Summary of the proposed changes:
When uploading release files, each file may be accompanied by an attestations JSON blob that contains key-value pairs of attestation-type, attestation-object. A contrived example of this is provided in the draft PEP.
The simple index (PEP 503) and simple JSON API (PEP 691) will both serve these uploaded attestations, as part of a larger “provenance” object that also contains Trusted Publisher metadata. A contrived example of this is also provided in the draft PEP.
I look forward to all feedback here! And thanks, in advance, to everybody who comments below.
Not necessarily: the attestations in question are digitally signed, meaning that any attacker seeking to forge them would also need to possess the appropriate private key material (historically something like a PGP private key, but this proposal is intentionally agnostic so that the index can try newer, more modern schemes like Sigstore).

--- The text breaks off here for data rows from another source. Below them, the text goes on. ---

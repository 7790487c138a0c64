//! Essentials screen: administrative holds and phone plans

use crate::catalog;
use crate::effects::{AppCommand, PlaceholderIntent};
use crate::errors::AppError;
use crate::navigation::{NavPayload, NavigationRequest, Route, Tab};
use crate::views::{AdministrativeHold, PhonePlan};

// Holds and plans have no ids; errors report their list position.
fn position(index: usize) -> u32 {
    u32::try_from(index).unwrap_or(u32::MAX)
}

/// Essentials screen state
///
/// Holds and plans are literal; checklist progress lives only as long as
/// the screen does.
#[derive(Clone, Debug)]
pub struct EssentialsScreen {
    holds: Vec<AdministrativeHold>,
    plans: Vec<PhonePlan>,
}

impl Default for EssentialsScreen {
    fn default() -> Self {
        Self::new()
    }
}

impl EssentialsScreen {
    /// Screen with every checklist item unticked
    pub fn new() -> Self {
        Self {
            holds: catalog::admin_holds(),
            plans: catalog::phone_plans(),
        }
    }

    /// Holds in display order
    pub fn holds(&self) -> &[AdministrativeHold] {
        &self.holds
    }

    /// Plans in display order
    pub fn plans(&self) -> &[PhonePlan] {
        &self.plans
    }

    /// Number of holds whose checklist is complete
    pub fn cleared_count(&self) -> usize {
        self.holds.iter().filter(|h| h.is_cleared()).count()
    }

    fn hold_mut(&mut self, index: usize) -> Result<&mut AdministrativeHold, AppError> {
        self.holds
            .get_mut(index)
            .ok_or_else(|| AppError::not_found("hold", position(index)))
    }

    /// Tick or untick a checklist item; returns whether the hold is now cleared
    pub fn toggle(&mut self, hold: usize, item: usize) -> Result<bool, AppError> {
        let entry = self.hold_mut(hold)?;
        let done = entry.toggle(item)?;
        let cleared = entry.is_cleared();
        tracing::debug!(hold = %entry.title, item, done, cleared, "Checklist item toggled");
        Ok(cleared)
    }

    /// A link button on a hold card
    pub fn open_link(&self, hold: usize, link: usize) -> Result<Vec<AppCommand>, AppError> {
        let entry = self
            .holds
            .get(hold)
            .ok_or_else(|| AppError::not_found("hold", position(hold)))?;
        let target = entry
            .link(link)
            .ok_or_else(|| AppError::not_found("hold link", position(link)))?;
        Ok(vec![AppCommand::OpenUrl(target.url.clone())])
    }

    /// "Save Progress"
    pub fn save_progress(&self) -> Vec<AppCommand> {
        vec![AppCommand::Intent(PlaceholderIntent::SaveProgress {
            cleared_holds: self.cleared_count(),
        })]
    }

    /// "Apply for This Plan": hands the plan to the Home tab
    pub fn apply_for_plan(&self, index: usize) -> Result<Vec<AppCommand>, AppError> {
        let plan = self
            .plans
            .get(index)
            .cloned()
            .ok_or_else(|| AppError::not_found("phone plan", position(index)))?;
        Ok(vec![
            AppCommand::Intent(PlaceholderIntent::ApplyForPlan {
                plan: plan.name.clone(),
            }),
            AppCommand::Navigate(NavigationRequest::with_payload(
                Route::Tab(Tab::Home),
                NavPayload::SelectedPlan(plan),
            )),
        ])
    }
}

#[cfg(test)]
mod tests {
    use super::*;

    #[test]
    fn test_financial_aid_hold_clears_when_all_ticked() -> Result<(), AppError> {
        let mut screen = EssentialsScreen::new();
        assert_eq!(screen.holds()[0].title, "Financial Aid Hold");
        assert_eq!(screen.holds()[0].checklist.states(), vec![false, false, false]);

        assert!(!screen.toggle(0, 0)?);
        assert!(!screen.toggle(0, 1)?);
        assert!(screen.toggle(0, 2)?);
        assert_eq!(screen.cleared_count(), 1);

        assert!(!screen.toggle(0, 1)?);
        assert_eq!(screen.holds()[0].checklist.states(), vec![true, false, true]);
        assert_eq!(screen.cleared_count(), 0);
        Ok(())
    }

    #[test]
    fn test_holds_are_independent() -> Result<(), AppError> {
        let mut screen = EssentialsScreen::new();
        screen.toggle(1, 0)?;
        assert_eq!(screen.holds()[0].checklist.done_count(), 0);
        assert_eq!(screen.holds()[1].checklist.done_count(), 1);
        Ok(())
    }

    #[test]
    fn test_out_of_range_toggle_is_rejected() {
        let mut screen = EssentialsScreen::new();
        assert_eq!(
            screen.toggle(0, 3),
            Err(AppError::ChecklistIndexOutOfRange { index: 3, len: 3 })
        );
        assert_eq!(screen.toggle(5, 0), Err(AppError::not_found("hold", 5)));
        assert_eq!(screen.holds()[0].checklist.done_count(), 0);
    }

    #[test]
    fn test_open_link() -> Result<(), AppError> {
        let screen = EssentialsScreen::new();
        assert_eq!(
            screen.open_link(0, 0)?,
            vec![AppCommand::OpenUrl(
                "https://studentaid.gov/h/apply-for-aid/fafsa".to_string()
            )]
        );
        assert!(screen.open_link(0, 2).is_err());
        Ok(())
    }

    #[test]
    fn test_apply_for_plan_targets_home() -> Result<(), AppError> {
        let screen = EssentialsScreen::new();
        let commands = screen.apply_for_plan(1)?;
        assert_eq!(
            commands[0],
            AppCommand::Intent(PlaceholderIntent::ApplyForPlan {
                plan: "Standard Plan".to_string()
            })
        );
        match &commands[1] {
            AppCommand::Navigate(req) => {
                assert_eq!(req.route, Route::Tab(Tab::Home));
                assert!(
                    matches!(&req.payload, Some(NavPayload::SelectedPlan(p)) if p.price == 45)
                );
            }
            other => panic!("expected navigation, got {other:?}"),
        }
        assert!(screen.apply_for_plan(3).is_err());
        Ok(())
    }

    #[test]
    fn test_save_progress_reports_cleared_holds() -> Result<(), AppError> {
        let mut screen = EssentialsScreen::new();
        for item in 0..3 {
            screen.toggle(1, item)?;
        }
        assert_eq!(
            screen.save_progress(),
            vec![AppCommand::Intent(PlaceholderIntent::SaveProgress { cleared_holds: 1 })]
        );
        Ok(())
    }
}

There are more powerful adversary scenarios in which the attacker also possesses the private key material, e.g. an attacker with access to your keyring (again, assuming self-held keys). But that’s a “game over” scenario, versus more common (and weaker) adversaries. In other words: the idea is to raise the ecosystem’s “baseline” attacker sophistication from relatively unsophisticated (opportunistic theft of API tokens) to relatively sophisticated (theft of key material or identity).
Separately, another motivation for this proposal is provenance: Python distributions currently contain unauthenticated metadata about their source repository, etc. Some of the attestations we have in mind would build on top of Trusted Publishing (the thread linked above has more context on that), which would effectively allow the index (and downstream users) to verify both the metadata’s authenticity and that the package actually comes from the repository that claims to publish it.
How that actually works requires a bit of in-depth explaining on how Trusted Publishing works, which I’m happy to do in this thread or elsewhere if there’s interest . But as a “black box,” you can think of it as “packages can be bound to the repository that publishes them in a public, cryptographically verifiable way.”
Do you think the PEP would benefit from additional language around the background motivation? I tried to keep it somewhat brief to avoid getting into the details of different attestation formats, but I can definitely include some of the above if you think it helps motivate the ideas better.
I reviewed the PEP, my feedback is below, with quotes from the PEP:
Consistent release attestations: if a file belonging to a release has a set of digital attestations, then all of the other files belonging to that release should also have the same types of attestations.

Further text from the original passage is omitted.